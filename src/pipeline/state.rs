//! Cycle state persisted between decision cycles
//!
//! Saved once at the end of each cycle by writing a temp file in the same
//! directory and renaming it over the old one, so a crash never leaves a
//! half-written state behind.

use crate::errors::JournalError;
use crate::logger::{self, LogTag};
use crate::market::{DetectorState, PoolSnapshot};
use serde::{Deserialize, Serialize};
use std::collections::BTreeMap;
use std::io::Write;
use std::path::Path;

#[derive(Debug, Clone, Default, PartialEq, Serialize, Deserialize)]
pub struct CycleState {
    /// Completed cycles across restarts
    pub cycle: u64,
    #[serde(default)]
    pub detector: DetectorState,
    #[serde(default)]
    pub snapshots: BTreeMap<String, PoolSnapshot>,
}

impl CycleState {
    /// Load the saved state; missing or corrupt files give the default
    pub fn load(path: &Path) -> Self {
        let contents = match std::fs::read_to_string(path) {
            Ok(c) => c,
            Err(e) if e.kind() == std::io::ErrorKind::NotFound => {
                logger::info(
                    LogTag::System,
                    &format!("No saved state at {}, starting fresh", path.display()),
                );
                return Self::default();
            }
            Err(e) => {
                logger::warning(
                    LogTag::System,
                    &format!("Cannot read state {}: {}, starting fresh", path.display(), e),
                );
                return Self::default();
            }
        };

        match serde_json::from_str(&contents) {
            Ok(state) => state,
            Err(e) => {
                logger::warning(
                    LogTag::System,
                    &format!("Corrupt state {}: {}, starting fresh", path.display(), e),
                );
                Self::default()
            }
        }
    }

    /// Atomically replace the saved state
    pub fn save(&self, path: &Path) -> Result<(), JournalError> {
        let write_err = |source| JournalError::Write {
            path: path.to_path_buf(),
            source,
        };

        let body = serde_json::to_vec_pretty(self).map_err(|source| JournalError::Serialize {
            path: path.to_path_buf(),
            source,
        })?;

        let dir = match path.parent() {
            Some(p) if !p.as_os_str().is_empty() => p,
            _ => Path::new("."),
        };
        std::fs::create_dir_all(dir).map_err(write_err)?;

        let mut tmp = tempfile::NamedTempFile::new_in(dir).map_err(write_err)?;
        tmp.write_all(&body).map_err(write_err)?;
        tmp.as_file().sync_data().map_err(write_err)?;
        tmp.persist(path).map_err(|e| write_err(e.error))?;
        Ok(())
    }
}

#[cfg(test)]
mod tests {
    use super::*;
    use crate::types::RegimeLabel;

    #[test]
    fn test_missing_state_is_default() {
        let dir = tempfile::tempdir().unwrap();
        assert_eq!(CycleState::load(&dir.path().join("state.json")), CycleState::default());
    }

    #[test]
    fn test_save_then_load() {
        let dir = tempfile::tempdir().unwrap();
        let path = dir.path().join("data").join("state.json");
        let state = CycleState {
            cycle: 12,
            detector: DetectorState {
                label: Some(RegimeLabel::Defavorable),
                score: Some(-1.4),
                cooldown_remaining: 1,
            },
            snapshots: BTreeMap::from([(
                "pool".to_string(),
                PoolSnapshot {
                    apr: 4.0,
                    tvl_usd: 1e6,
                },
            )]),
        };
        state.save(&path).unwrap();
        state.save(&path).unwrap();
        assert_eq!(CycleState::load(&path), state);
    }

    #[test]
    fn test_corrupt_state_is_default() {
        let dir = tempfile::tempdir().unwrap();
        let path = dir.path().join("state.json");
        std::fs::write(&path, "{\"cycle\": 3, \"detec").unwrap();
        assert_eq!(CycleState::load(&path), CycleState::default());
    }
}
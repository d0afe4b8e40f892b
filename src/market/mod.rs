/// Market inputs and regime detection
///
/// - `types`: pool records, snapshots and per-asset metric samples
/// - `ingest`: pool file parsing and change derivation
/// - `detector`: favorable / neutre / defavorable classification
pub mod detector;
pub mod ingest;
pub mod types;

pub use detector::{detect, median, DetectorState, RegimeDecision};
pub use ingest::{build_observations, load_pools, IngestOutcome};
pub use types::{AssetObservation, MetricSample, PoolRecord, PoolSnapshot};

### Goal of the exercise:
Taking the records above line by line, count those that hold the word "ingest"; the number is the entire answer.

### Finished exercise:
3